#### [Task statement]
Pick out all lines with the word "ChatMessage" from the records that follow.

┏━━

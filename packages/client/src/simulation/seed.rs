//! Default rooms of a fresh simulated backend.

use lounge_server::{
    domain::{ChatMessage, MessageContent, MessageId, MessageSender, RoomId, Timestamp},
    infrastructure::repository::InMemoryChatRepository,
};

use crate::error::SimulationError;

const MINUTE_MILLIS: i64 = 60 * 1000;

struct SeedRoom {
    id: &'static str,
    name: &'static str,
    /// (content, age in milliseconds)
    messages: &'static [(&'static str, i64)],
}

const DEFAULT_ROOMS: [SeedRoom; 3] = [
    SeedRoom {
        id: "general",
        name: "General Chat",
        messages: &[
            ("Welcome to the chat!", 60 * MINUTE_MILLIS),
            (
                "This is a development mock. No real server connection.",
                30 * MINUTE_MILLIS,
            ),
        ],
    },
    SeedRoom {
        id: "help",
        name: "Help & Support",
        messages: &[("Need help? Ask here!", 120 * MINUTE_MILLIS)],
    },
    SeedRoom {
        id: "random",
        name: "Random",
        messages: &[("Random discussions go here!", 90 * MINUTE_MILLIS)],
    },
];

/// Create `general`, `help` and `random` with their system messages
pub async fn seed_default_rooms(
    repository: &InMemoryChatRepository,
    system_sender: &MessageSender,
    now: i64,
) -> Result<(), SimulationError> {
    for seed in &DEFAULT_ROOMS {
        let room_id = RoomId::new(seed.id.to_string())?;
        repository
            .ensure_room(room_id.clone(), Some(seed.name.to_string()))
            .await;
        for (content, age) in seed.messages {
            let message = ChatMessage {
                id: MessageId::generate(),
                room_id: room_id.clone(),
                content: MessageContent::new(content.to_string())?,
                sender: system_sender.clone(),
                timestamp: Timestamp::new(now - age),
            };
            // Seeding only targets rooms created just above.
            if let Err(e) = repository.import_message(message).await {
                tracing::warn!("Failed to seed room '{}': {}", seed.id, e);
            }
        }
    }
    tracing::info!("Seeded {} default rooms", DEFAULT_ROOMS.len());
    Ok(())
}
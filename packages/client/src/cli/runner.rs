//! Client execution logic.

use std::{
    path::PathBuf,
    sync::{Arc, Mutex},
};

use lounge_server::infrastructure::dto::websocket::UserProfileDto;
use rustyline::{
    Context, Editor, Helper, completion::Completer, error::ReadlineError, highlight::Highlighter,
    hint::Hinter, history::DefaultHistory, validate::Validator,
};
use tokio::sync::mpsc;

use crate::{
    auth::StaticAuthProvider,
    config::{SessionConfig, SimulationConfig, TransportConfig},
    history::{HistoryStore, HttpHistoryStore},
    identity,
    session::{ChatSession, TypingIndicator},
    simulation::storage::FileStorage,
    transport::Transport,
};

use super::{
    command::{ChatInput, parse_input},
    formatter::MessageFormatter,
    ui::{prompt, redisplay_prompt},
};

/// Everything the terminal client needs to start
#[derive(Debug, Clone)]
pub struct ClientOptions {
    pub name: String,
    pub email: String,
    pub avatar: String,
    /// Fixed user id; otherwise one is kept per name in the storage directory
    pub user_id: Option<String>,
    /// Room joined on start
    pub room: String,
    /// Shared storage of the local simulation
    pub storage_dir: Option<PathBuf>,
    pub transport: TransportConfig,
    pub session: SessionConfig,
}

impl ClientOptions {
    pub fn storage_dir(&self) -> PathBuf {
        self.storage_dir
            .clone()
            .unwrap_or_else(|| std::env::temp_dir().join("lounge"))
    }
}

enum InputEvent {
    /// The input line changed
    Edited(String),
    /// Enter was pressed
    Line(String),
}

/// Reports every edit of the input line, which drives the typing indicator
struct TypingHelper {
    sender: mpsc::UnboundedSender<InputEvent>,
}

impl Completer for TypingHelper {
    type Candidate = String;
}

impl Hinter for TypingHelper {
    type Hint = String;

    fn hint(&self, line: &str, _pos: usize, _ctx: &Context<'_>) -> Option<String> {
        let _ = self.sender.send(InputEvent::Edited(line.to_string()));
        None
    }
}

impl Highlighter for TypingHelper {}

impl Validator for TypingHelper {}

impl Helper for TypingHelper {}

/// Spawn a blocking thread for rustyline (synchronous readline)
fn spawn_readline(
    sender: mpsc::UnboundedSender<InputEvent>,
    prompt: Arc<Mutex<String>>,
) -> std::thread::JoinHandle<()> {
    std::thread::spawn(move || {
        let mut rl = match Editor::<TypingHelper, DefaultHistory>::new() {
            Ok(rl) => rl,
            Err(e) => {
                eprintln!("Failed to initialize readline: {}", e);
                return;
            }
        };
        rl.set_helper(Some(TypingHelper {
            sender: sender.clone(),
        }));

        loop {
            let current = prompt
                .lock()
                .unwrap_or_else(|poisoned| poisoned.into_inner())
                .clone();
            match rl.readline(&current) {
                Ok(line) => {
                    let line = line.trim();
                    if line.is_empty() {
                        continue;
                    }
                    rl.add_history_entry(line).ok();
                    if sender.send(InputEvent::Line(line.to_string())).is_err() {
                        // Channel closed, exit thread
                        break;
                    }
                }
                Err(ReadlineError::Interrupted) => {
                    // Ctrl+C
                    tracing::info!("Interrupted");
                    break;
                }
                Err(ReadlineError::Eof) => {
                    // Ctrl+D
                    tracing::info!("EOF");
                    break;
                }
                Err(err) => {
                    tracing::error!("Readline error: {}", err);
                    break;
                }
            }
        }
    })
}

/// Room the prompt is in, with its typing indicator
struct RoomFocus {
    room_id: String,
    typing: TypingIndicator,
}

struct Console {
    session: ChatSession,
    focus: Option<RoomFocus>,
    prompt: Arc<Mutex<String>>,
}

impl Console {
    fn set_prompt(&self) -> String {
        let room = self.focus.as_ref().map(|focus| focus.room_id.as_str());
        let text = prompt(&self.session.profile().name, room);
        *self
            .prompt
            .lock()
            .unwrap_or_else(|poisoned| poisoned.into_inner()) = text.clone();
        text
    }

    async fn join(&mut self, room_id: &str) {
        if let Some(focus) = &self.focus {
            if focus.room_id == room_id {
                return;
            }
            focus.typing.submit();
            self.session.leave_room(&focus.room_id);
        }
        self.session.join_room(room_id).await;
        self.focus = Some(RoomFocus {
            room_id: room_id.to_string(),
            typing: self.session.typing_indicator(room_id),
        });
        print!("{}", MessageFormatter::format_joined(room_id));
    }

    fn leave(&mut self) {
        match self.focus.take() {
            Some(focus) => {
                focus.typing.submit();
                self.session.leave_room(&focus.room_id);
                print!("{}", MessageFormatter::format_left(&focus.room_id));
            }
            None => println!("You are not in a room"),
        }
    }

    /// Returns `false` when the user asked to quit
    async fn handle_line(&mut self, line: &str) -> bool {
        let Some(input) = parse_input(line) else {
            return true;
        };
        let my_id = self.session.profile().id.clone();
        match input {
            ChatInput::Quit => return false,
            ChatInput::Join(room_id) => self.join(&room_id).await,
            ChatInput::Leave => self.leave(),
            ChatInput::Users => match &self.focus {
                Some(focus) => print!(
                    "{}",
                    MessageFormatter::format_room_users(
                        &focus.room_id,
                        &self.session.room_users(),
                        &my_id
                    )
                ),
                None => println!("You are not in a room"),
            },
            ChatInput::Online => print!(
                "{}",
                MessageFormatter::format_active_users(&self.session.active_users(), &my_id)
            ),
            ChatInput::Help => println!("{}", MessageFormatter::format_help()),
            ChatInput::Invalid(usage) => println!("{}", usage),
            ChatInput::Say(text) => match &self.focus {
                Some(focus) => {
                    focus.typing.submit();
                    self.session.send_message(&focus.room_id, &text).await;
                }
                None => println!("Join a room first: /join <room>"),
            },
        }
        true
    }
}

/// Run the interactive client until the user quits
pub async fn run_client(options: ClientOptions) -> Result<(), Box<dyn std::error::Error>> {
    let storage = Arc::new(FileStorage::open(options.storage_dir())?);
    tracing::debug!("Shared storage at {}", storage.dir().display());

    let user_id = match options.user_id.clone() {
        Some(user_id) => user_id,
        None => identity::load_or_create(storage.as_ref(), &options.name).await?,
    };
    let profile = UserProfileDto {
        id: user_id.clone(),
        name: options.name.clone(),
        email: options.email.clone(),
        avatar: options.avatar.clone(),
        current_room: None,
    };

    let url = options.transport.url.clone();
    let history: Arc<dyn HistoryStore> = Arc::new(HttpHistoryStore::for_ws_url(&url));
    let simulation = SimulationConfig::new(user_id, storage);
    let transport = Transport::connect(options.transport.clone(), Some(simulation));
    let session = ChatSession::start(
        transport,
        &StaticAuthProvider::new(profile),
        history,
        options.session.clone(),
    )
    .await?;

    session.transport().connected().await;
    print!("{}", MessageFormatter::format_mode(session.mode(), &url));
    println!(
        "\nYou are '{}'. Type messages and press Enter to send. /help lists the commands.\n",
        session.profile().name
    );

    let mut console = Console {
        session: session.clone(),
        focus: None,
        prompt: Arc::new(Mutex::new(String::new())),
    };
    console.join(&options.room).await;
    let mut current_prompt = console.set_prompt();

    // Create channel for rustyline input
    let (input_tx, mut input_rx) = mpsc::unbounded_channel();
    let _readline_handle = spawn_readline(input_tx, console.prompt.clone());

    let my_id = session.profile().id.clone();
    let mut view = session.watch();
    let mut shown = view.borrow_and_update().clone();

    loop {
        tokio::select! {
            input = input_rx.recv() => match input {
                Some(InputEvent::Edited(text)) => {
                    if let Some(focus) = &console.focus {
                        focus.typing.input(&text);
                    }
                }
                Some(InputEvent::Line(line)) => {
                    if !console.handle_line(&line).await {
                        break;
                    }
                    current_prompt = console.set_prompt();
                }
                None => break,
            },
            changed = view.changed() => {
                if changed.is_err() {
                    break;
                }
                let next = view.borrow_and_update().clone();
                let lines = MessageFormatter::render_changes(&shown, &next, &my_id);
                if !lines.is_empty() {
                    for line in lines {
                        print!("{}", line);
                    }
                    redisplay_prompt(&current_prompt);
                }
                shown = next;
            }
        }
    }

    if let Some(focus) = &console.focus {
        focus.typing.submit();
    }
    session.close().await;
    tracing::info!("Client session ended normally");
    Ok(())
}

┗━━

#### [Problem solution]
    domain::{ChatMessage, MessageContent, MessageId, MessageSender, RoomId, Timestamp},
            let message = ChatMessage {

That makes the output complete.